How many years of programming do you have on your CV, again?
Thomas Wright
Linked lists waste all that space on pointers though, terrible cache properties, jumping around to different pages all the time. Big O time complexity has little to do with the real world when we are dominated by the size of N.
Grayson Cooper
(checked) Is an array of pointers that get reallocated all the time a better solution when the list is not changing often?
Leo White
Well I've never heard of a situation where a linked list is the best solution, so here's your chance to educate me.
Lincoln Smith
That's where you're wrong, kiddo. C99 is one of the worst standards to come, and everyone in the industry uses C95 exclusively.
If that array of pointers fits within a few pages then its absolutely faster compared to chasing down pages wherever they get allocated.
Hunter Lopez
...
Adam Ramirez
Thx. Is this the best solution for small lists? Is there a special list type you'd recommend?
Isaac Sanchez
Have you ever benchmarked this shit on a relatively modern computers?
Kayden Long
You and I must have different definitions of "real world". When you need to constantly resize (queues, lists, stack), using vectors is extremely expensive. When the size of your vector remains constant, or is changed very little, using a vector is better. You wouldn't cut a steak with a wood saw, or cut a plank with a steak knife. Two different tools serve two different purposes, and so do two different data structures.
Hunter Long
Not an argument
Ayden Williams
(OP) That vulnerability mentioned in that blog post is developer error. The function takes in a string, but you pass in a byte array. Why would you expect it to work? If you pass in the wrong type of variable then of course it might not work right.
Brandon Myers
Any evidence?
Cameron Watson
Thats just it, its not extremely expensive. It have a expensive big O cost, but almost every benchmark will show that vectors are faster. This is because cache pages exist. The cache changes how all of this works.
Zachary Cruz
Look your CS 101 data structures class using big O notation is not an accurate description of how caches work.
Matthew Richardson
in C, char* is also used for byte arrays. this is a programmer error, but it could be prevented if the design of the language and the stdlib was less shit. programmers will always make some errors, but some of them can be prevented entirely as a class.
John Rogers
No. But performance always takes priority.

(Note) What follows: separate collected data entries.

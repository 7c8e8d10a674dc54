//! SSD1306 OLED screens.

use core::fmt::Write;

use embedded_graphics::mono_font::ascii::{FONT_6X10, FONT_9X15};
use embedded_graphics::mono_font::MonoTextStyleBuilder;
use embedded_graphics::pixelcolor::BinaryColor;
use embedded_graphics::prelude::*;
use embedded_graphics::primitives::{PrimitiveStyle, Rectangle};
use embedded_graphics::text::Text;
use ssd1306::mode::BufferedGraphicsMode;
use ssd1306::prelude::*;
use ssd1306::I2CDisplayInterface;
use ssd1306::Ssd1306;

use crate::battery::BatteryReading;
use crate::program::Panel;

/// Type alias for the concrete display driver.
///
/// Generic over the I²C implementation so callers pass in their HAL's
/// I²C peripheral.
pub type Display<I2C> =
    Ssd1306<I2CInterface<I2C>, DisplaySize128x64, BufferedGraphicsMode<DisplaySize128x64>>;

/// Owns the display driver and renders the program screens.
///
/// The card shares wiring with the display, so every draw re-initialises
/// the controller first; a storage burst between frames may have disturbed
/// its configuration.
pub struct Screens<I2C>
where
    I2C: embedded_hal::i2c::I2c,
{
    display: Display<I2C>,
}

impl<I2C> Screens<I2C>
where
    I2C: embedded_hal::i2c::I2c,
{
    pub fn new(i2c: I2C) -> Self {
        let interface = I2CDisplayInterface::new(i2c);
        let mut display = Ssd1306::new(interface, DisplaySize128x64, DisplayRotation::Rotate0)
            .into_buffered_graphics_mode();
        let _ = display.init();
        display.clear_buffer();
        let _ = display.flush();
        Self { display }
    }

    fn begin_frame(&mut self) {
        let _ = self.display.init();
        self.display.clear_buffer();
    }

    fn end_frame(&mut self) {
        let _ = self.display.flush();
    }

    /// Battery gauge in the top-left corner: outline, terminal nub, one
    /// segment per started 20 %. A missing reading draws a `?` instead.
    fn draw_battery(&mut self, reading: Option<BatteryReading>) {
        let outline = PrimitiveStyle::with_stroke(BinaryColor::On, 1);
        let filled = PrimitiveStyle::with_fill(BinaryColor::On);

        let _ = Rectangle::new(Point::new(2, 2), Size::new(24, 12))
            .into_styled(outline)
            .draw(&mut self.display);
        let _ = Rectangle::new(Point::new(26, 5), Size::new(2, 6))
            .into_styled(filled)
            .draw(&mut self.display);

        match reading {
            Some(r) => {
                let segments = (r.percent / 20).min(5);
                for i in 0..segments {
                    let x = 4 + i as i32 * 4;
                    let _ = Rectangle::new(Point::new(x, 4), Size::new(3, 8))
                        .into_styled(filled)
                        .draw(&mut self.display);
                }

                let mut label: heapless::String<8> = heapless::String::new();
                let _ = write!(label, "{}%", r.percent);
                let _ =
                    Text::new(label.as_str(), Point::new(32, 12), text_style()).draw(&mut self.display);
            }
            None => {
                let _ = Text::new("?", Point::new(10, 12), text_style()).draw(&mut self.display);
            }
        }
    }

    /// Flash marker in the top-right corner.
    fn draw_flash_marker(&mut self, flash_on: bool) {
        let marker = if flash_on { "F+" } else { "F-" };
        let _ = Text::new(marker, Point::new(112, 12), text_style()).draw(&mut self.display);
    }
}

fn text_style() -> embedded_graphics::mono_font::MonoTextStyle<'static, BinaryColor> {
    MonoTextStyleBuilder::new()
        .font(&FONT_6X10)
        .text_color(BinaryColor::On)
        .build()
}

fn title_style() -> embedded_graphics::mono_font::MonoTextStyle<'static, BinaryColor> {
    MonoTextStyleBuilder::new()
        .font(&FONT_9X15)
        .text_color(BinaryColor::On)
        .build()
}

impl<I2C> Panel for Screens<I2C>
where
    I2C: embedded_hal::i2c::I2c,
{
    fn home(&mut self, battery: Option<BatteryReading>, flash_on: bool) {
        self.begin_frame();

        self.draw_battery(battery);
        self.draw_flash_marker(flash_on);

        let _ = Text::new("Home", Point::new(0, 40), title_style()).draw(&mut self.display);
        let _ = Text::new("Press to shoot", Point::new(0, 56), text_style()).draw(&mut self.display);

        self.end_frame();
    }

    fn taking_picture(&mut self) {
        self.begin_frame();

        let _ = Text::new("Taking picture...", Point::new(0, 24), text_style())
            .draw(&mut self.display);

        self.end_frame();
    }

    fn flash(&mut self, flash_on: bool) {
        self.begin_frame();

        let _ = Text::new("Flash", Point::new(0, 14), title_style()).draw(&mut self.display);
        let status = if flash_on { "Flash: On" } else { "Flash: Off" };
        let _ = Text::new(status, Point::new(0, 34), text_style()).draw(&mut self.display);
        let _ = Text::new("Hold to toggle", Point::new(0, 48), text_style()).draw(&mut self.display);

        self.end_frame();
    }

    fn film_download(&mut self) {
        self.begin_frame();

        let _ = Text::new("Film download", Point::new(0, 14), title_style()).draw(&mut self.display);
        let _ = Text::new("Hold to send film", Point::new(0, 34), text_style())
            .draw(&mut self.display);

        self.end_frame();
    }
}
//! SPI camera module.
//!
//! The capture device is a self-contained module with an ArduCAM-style
//! command set: one command starts a capture into the module's internal
//! FIFO, a status register reports completion, then the encoded JPEG
//! streams out over SPI. Only the narrow boundary the save worker needs
//! is implemented here.

use embedded_hal::spi::{Operation, SpiDevice};

use crate::error::SaveError;
use crate::tasks::save::Camera;

const CMD_CAPTURE: u8 = 0x10;
const CMD_STATUS: u8 = 0x11;
const CMD_FIFO_LEN: u8 = 0x12;
const CMD_FIFO_READ: u8 = 0x13;

const STATUS_CAPTURE_DONE: u8 = 0x04;

/// Status polls before the capture is declared failed.
const CAPTURE_POLL_LIMIT: u32 = 200_000;

/// Largest JPEG the module is configured to emit.
pub const FRAME_CAPACITY: usize = 32 * 1024;

pub struct SpiCamera<SPI> {
    spi: SPI,
    frame: [u8; FRAME_CAPACITY],
    frame_len: usize,
}

impl<SPI> SpiCamera<SPI>
where
    SPI: SpiDevice,
{
    pub fn new(spi: SPI) -> Self {
        Self {
            spi,
            frame: [0; FRAME_CAPACITY],
            frame_len: 0,
        }
    }

    fn command(&mut self, cmd: u8) -> Result<(), SaveError> {
        self.spi.write(&[cmd]).map_err(|_| SaveError::Capture)
    }

    fn read_reg(&mut self, cmd: u8) -> Result<u8, SaveError> {
        let mut value = [0u8; 1];
        self.spi
            .transaction(&mut [Operation::Write(&[cmd]), Operation::Read(&mut value)])
            .map_err(|_| SaveError::Capture)?;
        Ok(value[0])
    }

    fn read_fifo_len(&mut self) -> Result<usize, SaveError> {
        let mut len = [0u8; 4];
        self.spi
            .transaction(&mut [Operation::Write(&[CMD_FIFO_LEN]), Operation::Read(&mut len)])
            .map_err(|_| SaveError::Capture)?;
        Ok(u32::from_le_bytes(len) as usize)
    }
}

impl<SPI> Camera for SpiCamera<SPI>
where
    SPI: SpiDevice,
{
    fn capture(&mut self) -> Result<&[u8], SaveError> {
        self.command(CMD_CAPTURE)?;

        let mut polls: u32 = 0;
        while self.read_reg(CMD_STATUS)? & STATUS_CAPTURE_DONE == 0 {
            polls += 1;
            if polls > CAPTURE_POLL_LIMIT {
                return Err(SaveError::Capture);
            }
        }

        let len = self.read_fifo_len()?;
        if len == 0 || len > FRAME_CAPACITY {
            return Err(SaveError::Capture);
        }

        self.spi
            .transaction(&mut [
                Operation::Write(&[CMD_FIFO_READ]),
                Operation::Read(&mut self.frame[..len]),
            ])
            .map_err(|_| SaveError::Capture)?;

        self.frame_len = len;
        Ok(&self.frame[..self.frame_len])
    }

    fn release_frame(&mut self) {
        self.frame_len = 0;
    }
}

And I think we should listen to
's practical advice and not some stupid theory developed by java shitcoders at some university.
Jose Thomas
it doesn't. amortized cost of adding an item is still O(1).
Nolan Garcia
Adding an item to the middle of a vector is not amortized to O(1).
Wyatt Butler
You can change how often a vector reallocates itself, but really, the default behavior is sufficient for most implementations.
Dominic Watson
neither in the linked list if you need first to find a place where to insert — you'll need O(n) traversal first.
Hudson Hernandez
Yours neither, loser. You literally made a bold statement without backing it, or providing proof. Your nodev ass can't even write a reverse polish calculator, LOL.
Andrew Walker
Again you keep using all these fucking big O notation when talking about the speed of these datastructures. The real world does not follow big O. Iterating over a vector thats all in one page is thousands of times faster than jumping between pages where linked list nodes are allocated despite the same time complexity.
Eli Roberts
Yup. This is why compiler warnings exist when you try to do implicit conversion, and this is why Apps Hungarian Notation is useful.
1st year CS theory that you ought to know if you want to be taken seriously here.

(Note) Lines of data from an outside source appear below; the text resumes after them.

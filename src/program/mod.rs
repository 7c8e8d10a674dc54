//! Program task: screen sequencing over button events and worker results.
//!
//! One state is active at a time. Each pass renders the current screen
//! (display lines taken and released around the draw, never held across a
//! wait), collapses raw button events into a [`StateInput`], consults the
//! transition table, and executes the effect. The transient taking-picture
//! action blocks on the save worker's single-slot result channel and
//! restores the lamp whatever the outcome; a save failure is logged at the
//! worker's spawn site and the program simply returns to Home.

pub mod logic;

use embassy_time::{with_deadline, with_timeout, Duration, Instant};

use crate::arbiter::Arbiter;
use crate::battery::BatteryReading;
use crate::button::{ButtonEvent, EventChannel};
use crate::config::{
    DISPLAY_TAKE_MS, FILM_SCREEN_TIMEOUT_MS, FLASH_SCREEN_TIMEOUT_MS, HOME_SCREEN_TIMEOUT_MS,
    PRESS_CANCEL_TIMEOUT_MS,
};
use crate::tasks::{BatteryResultChannel, SaveResultChannel};

use self::logic::{dispatch, Effect, ProgramState, StateInput};

/// Screen renderer boundary (implemented by [`crate::ui::Screens`]).
pub trait Panel {
    fn home(&mut self, battery: Option<BatteryReading>, flash_on: bool);
    fn taking_picture(&mut self);
    fn flash(&mut self, flash_on: bool);
    fn film_download(&mut self);
}

/// Illumination output.
pub trait Lamp {
    fn set(&mut self, on: bool);
}

/// Hooks into the worker layer. The embedded implementation spawns tasks;
/// tests substitute recorders.
pub trait Workers {
    fn save_in_progress(&self) -> bool;

    /// Claim the save flag and start the capture worker. False when a save
    /// is already running or the task could not be spawned.
    fn start_save(&mut self) -> bool;

    fn start_battery_read(&mut self) -> bool;

    /// Film transfer is not implemented yet; implementations report
    /// whether a transfer actually started.
    fn start_film_download(&mut self) -> bool {
        false
    }
}

/// The timeouts the runner lives by. Defaults come from `config`; tests
/// shrink them to keep wall-clock time short.
#[derive(Debug, Clone, Copy)]
pub struct Timings {
    pub home: Duration,
    pub flash: Duration,
    pub film_download: Duration,
    pub press_cancel: Duration,
    pub display_take: Duration,
}

impl Timings {
    fn for_state(&self, state: ProgramState) -> Duration {
        match state {
            ProgramState::Home => self.home,
            ProgramState::Flash => self.flash,
            ProgramState::FilmDownload => self.film_download,
        }
    }
}

impl Default for Timings {
    fn default() -> Self {
        Self {
            home: Duration::from_millis(HOME_SCREEN_TIMEOUT_MS),
            flash: Duration::from_millis(FLASH_SCREEN_TIMEOUT_MS),
            film_download: Duration::from_millis(FILM_SCREEN_TIMEOUT_MS),
            press_cancel: Duration::from_millis(PRESS_CANCEL_TIMEOUT_MS),
            display_take: Duration::from_millis(DISPLAY_TAKE_MS),
        }
    }
}

/// The cooperative screen controller.
pub struct Program<P: Panel, L: Lamp, W: Workers> {
    arbiter: &'static Arbiter,
    events: &'static EventChannel,
    save_results: &'static SaveResultChannel,
    battery_results: &'static BatteryResultChannel,
    panel: P,
    lamp: L,
    workers: W,
    timings: Timings,
    flash_on: bool,
    last_battery: Option<BatteryReading>,
}

impl<P: Panel, L: Lamp, W: Workers> Program<P, L, W> {
    #[allow(clippy::too_many_arguments)]
    pub fn new(
        arbiter: &'static Arbiter,
        events: &'static EventChannel,
        save_results: &'static SaveResultChannel,
        battery_results: &'static BatteryResultChannel,
        panel: P,
        lamp: L,
        workers: W,
    ) -> Self {
        Self {
            arbiter,
            events,
            save_results,
            battery_results,
            panel,
            lamp,
            workers,
            timings: Timings::default(),
            flash_on: false,
            last_battery: None,
        }
    }

    pub fn with_timings(mut self, timings: Timings) -> Self {
        self.timings = timings;
        self
    }

    pub fn flash_enabled(&self) -> bool {
        self.flash_on
    }

    pub fn last_battery(&self) -> Option<BatteryReading> {
        self.last_battery
    }

    pub async fn run(mut self) -> ! {
        let mut state = ProgramState::Home;
        loop {
            state = self.step(state).await;
        }
    }

    /// One full pass: render, wait, dispatch, effect. Public so tests can
    /// drive single transitions.
    pub async fn step(&mut self, state: ProgramState) -> ProgramState {
        // pick up a gauge reading the battery worker finished meanwhile;
        // a failed read keeps the stale value on screen
        if let Ok(outcome) = self.battery_results.try_receive() {
            if let Ok(reading) = outcome {
                self.last_battery = Some(reading);
            }
        }

        self.render(state).await;

        let input = self.wait_input(self.timings.for_state(state)).await;
        let step = dispatch(state, input, self.workers.save_in_progress());

        match step.effect {
            Effect::None => {}
            Effect::StartCapture => self.take_picture().await,
            Effect::ToggleFlash => self.flash_on = !self.flash_on,
            Effect::KickBatteryRead => {
                let _ = self.workers.start_battery_read();
            }
            Effect::TriggerFilmDownload => {
                let _ = self.workers.start_film_download();
            }
        }

        step.next
    }

    /// Draw the screen for `state`. The display lines are held only for
    /// the duration of the draw; if they cannot be taken in time the frame
    /// is skipped rather than stalling the program.
    async fn render(&mut self, state: ProgramState) {
        let Some(_lines) = self.arbiter.lock_display(self.timings.display_take).await else {
            return;
        };
        match state {
            ProgramState::Home => self.panel.home(self.last_battery, self.flash_on),
            ProgramState::Flash => self.panel.flash(self.flash_on),
            ProgramState::FilmDownload => self.panel.film_download(),
        }
    }

    /// Collapse raw events into one interaction, bounded by the screen's
    /// idle timeout.
    async fn wait_input(&mut self, state_timeout: Duration) -> StateInput {
        let deadline = Instant::now() + state_timeout;
        loop {
            let Ok(event) = with_deadline(deadline, self.events.receive()).await else {
                return StateInput::Timeout;
            };
            if event != ButtonEvent::Pressed {
                // stale release or long-press left over from a previous
                // interaction
                continue;
            }
            match with_timeout(self.timings.press_cancel, self.events.receive()).await {
                Ok(ButtonEvent::Released) => return StateInput::ShortPress,
                Ok(ButtonEvent::LongPressed) => return StateInput::LongPress,
                Ok(ButtonEvent::Pressed) => continue,
                // dangling press: abandon the interaction
                Err(_) => return StateInput::Timeout,
            }
        }
    }

    /// The transient taking-picture action entered from Home.
    async fn take_picture(&mut self) {
        if self.flash_on {
            self.lamp.set(true);
        }

        // draw the feedback frame before the worker claims the shared
        // lines, so the two never race for the display
        if let Some(_lines) = self.arbiter.lock_display(self.timings.display_take).await {
            self.panel.taking_picture();
        }

        // drop a stale outcome so the wait below sees this capture's
        while self.save_results.try_receive().is_ok() {}

        if self.workers.start_save() {
            // block until the worker reports; failures are logged at the
            // spawn site and we return to Home either way
            let _ = self.save_results.receive().await;
        }

        if self.flash_on {
            self.lamp.set(false);
        }
    }
}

That use cases where vectors are indeed better.
Do you think data structures stop existing outside of RAM?
Filesystems make extensive use of linked data structures.
In the middle, or anywhere besides the end. Dynamic vectors can be used somewhat effectively as stacks because of that, but that's about it.
L M A O M M A A O O
Wyatt Ortiz
I can write even infix calculator without any problem. I actually wrote a compiler for a simple language and a lot of other shit too. Fix your detector.
Robert Nguyen
You're still claiming shit you've never done, and don't provide proof. >>>/reddit/
Joseph White
Look here retard. Iterating over a list and vector have the same big O cost. In the case of an actual list though you will be chasing down pointers in different pages. big O does not at all model this cast. If you knew more about CS theory than an undergrad simpleton you would understand this.
Andrew Torres
oh shit watch out there's a troll in here.
Justin Miller
Insert a new value at the head of a 10 million records vector. Now do it at the head of a 10 million records linked list. Come back and tell everyone how it went.
Ethan Reyes
When you make claims based on your invalid mental model of the modern computing hardware, of course you need to prove your bullshit to be taken seriously.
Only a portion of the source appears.